The clock is ticking for Georgia lawmakers who still hope the state will eventually expand Medicaid to hundreds of thousands of poor residents.
The 19 states, including Georgia, that have so far refused to expand Medicaid under the Affordable Care Act would have until Jan. 1, 2020, to sign up new enrollees in the government health program for poor Americans, according to a new GOP health plan unveiled Monday evening. The proposed bill would then “freeze” enrollment with lawmakers expecting the number of enrollees to eventually drop off as people’s incomes change.

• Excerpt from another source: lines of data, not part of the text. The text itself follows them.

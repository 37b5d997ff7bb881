//! # Cache Provider
//!
//! The traits every storage backend implements: a registry of named
//! partitions, and the partitions themselves.

use std::sync::Arc;

use async_trait::async_trait;

use crate::cache::types::{CacheResult, RequestKey};
use crate::http::Response;

/// A registry of named cache partitions
#[async_trait]
pub trait CacheStorage: Send + Sync {
    /// Open the partition called `name`, creating it if absent
    async fn open(&self, name: &str) -> CacheResult<Arc<dyn CachePartition>>;

    /// Check whether a partition called `name` exists
    async fn has(&self, name: &str) -> CacheResult<bool>;

    /// Delete a partition. Returns `false` if there was nothing to delete.
    async fn delete(&self, name: &str) -> CacheResult<bool>;

    /// Names of every existing partition
    async fn keys(&self) -> CacheResult<Vec<String>>;
}

/// A named mapping from request identity to stored response
#[async_trait]
pub trait CachePartition: Send + Sync {
    fn name(&self) -> &str;

    /// Look up a stored response. Every hit yields a fresh, readable copy.
    async fn match_key(&self, key: &RequestKey) -> CacheResult<Option<Response>>;

    /// Store a response, replacing any previous entry for the key
    async fn put(&self, key: RequestKey, response: Response) -> CacheResult<()>;

    /// Remove an entry. Returns `false` if it was not present.
    async fn delete(&self, key: &RequestKey) -> CacheResult<bool>;

    /// Keys of every stored entry
    async fn keys(&self) -> CacheResult<Vec<RequestKey>>;
}
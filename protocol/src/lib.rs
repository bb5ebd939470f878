//! The DHCP wire format crate shared by the v4 and v6 protocol engines.

pub mod v4;
pub mod v6;
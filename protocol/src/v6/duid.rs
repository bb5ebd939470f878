//! DHCP unique identifier module.

use std::fmt;

use bytes::BufMut;
use eui48::MacAddress;

use super::constants::HARDWARE_TYPE_ETHERNET;

/// The DUID-LL type tag.
pub const DUID_TYPE_LINK_LAYER: u16 = 3;

/// A DHCP unique identifier in wire representation.
///
/// The client always generates the link layer flavor so that the
/// identifier is stable across restarts without stable storage.
/// Identifiers received from the wire are kept verbatim and compared
/// as opaque byte strings.
#[derive(Debug, Clone, PartialEq, Eq)]
pub struct Duid(Vec<u8>);

impl Duid {
    /// Builds a DUID-LL from an Ethernet address.
    pub fn link_layer(address: MacAddress) -> Self {
        let mut data = Vec::with_capacity(4 + address.as_bytes().len());
        data.put_u16(DUID_TYPE_LINK_LAYER);
        data.put_u16(HARDWARE_TYPE_ETHERNET);
        data.put_slice(address.as_bytes());
        Self(data)
    }

    pub fn as_bytes(&self) -> &[u8] {
        &self.0
    }
}

impl From<Vec<u8>> for Duid {
    fn from(data: Vec<u8>) -> Self {
        Self(data)
    }
}

impl fmt::Display for Duid {
    fn fmt(&self, f: &mut fmt::Formatter) -> fmt::Result {
        for (index, octet) in self.0.iter().enumerate() {
            if index > 0 {
                write!(f, ":")?;
            }
            write!(f, "{:02x}", octet)?;
        }
        Ok(())
    }
}

#[cfg(test)]
mod tests {
    use super::*;

    #[test]
    fn a_link_layer_identifier_embeds_the_hardware_address() {
        let duid = Duid::link_layer(MacAddress::new([0x00, 0x11, 0x22, 0x33, 0x44, 0x55]));

        assert_eq!(
            duid.as_bytes(),
            &[0x00, 0x03, 0x00, 0x01, 0x00, 0x11, 0x22, 0x33, 0x44, 0x55]
        );
        assert_eq!(duid.to_string(), "00:03:00:01:00:11:22:33:44:55");
    }
}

An estimated 600,000 or more Georgians -- most of them low-income, single men without children -- would gain health insurance if the state expanded Medicaid. Gov. Nathan Deal and other top Republicans have long rejected such a move, saying it would be too costly for the state to broaden an already inefficient and bloated program.
But in recent months, a growing number of Republican lawmakers and business leaders in Georgia have advocated for expanding the program. Doing so would bring in billions of dollars in new federal funding that proponents say would help bolster Georgia’s ailing rural health care system.
Early versions of Republicans’ Obamacare replacement plan called for an immediate stop to Medicaid expansion. The bill revealed Monday with its grace period marks a significant change in thinking, likely in response to protests by lawmakers and governors of the 15 red states that have already expanded the program.
Georgia Medicaid currently provides health coverage to roughly 2 million people, most of them low-income children, pregnant women, the elderly and disabled.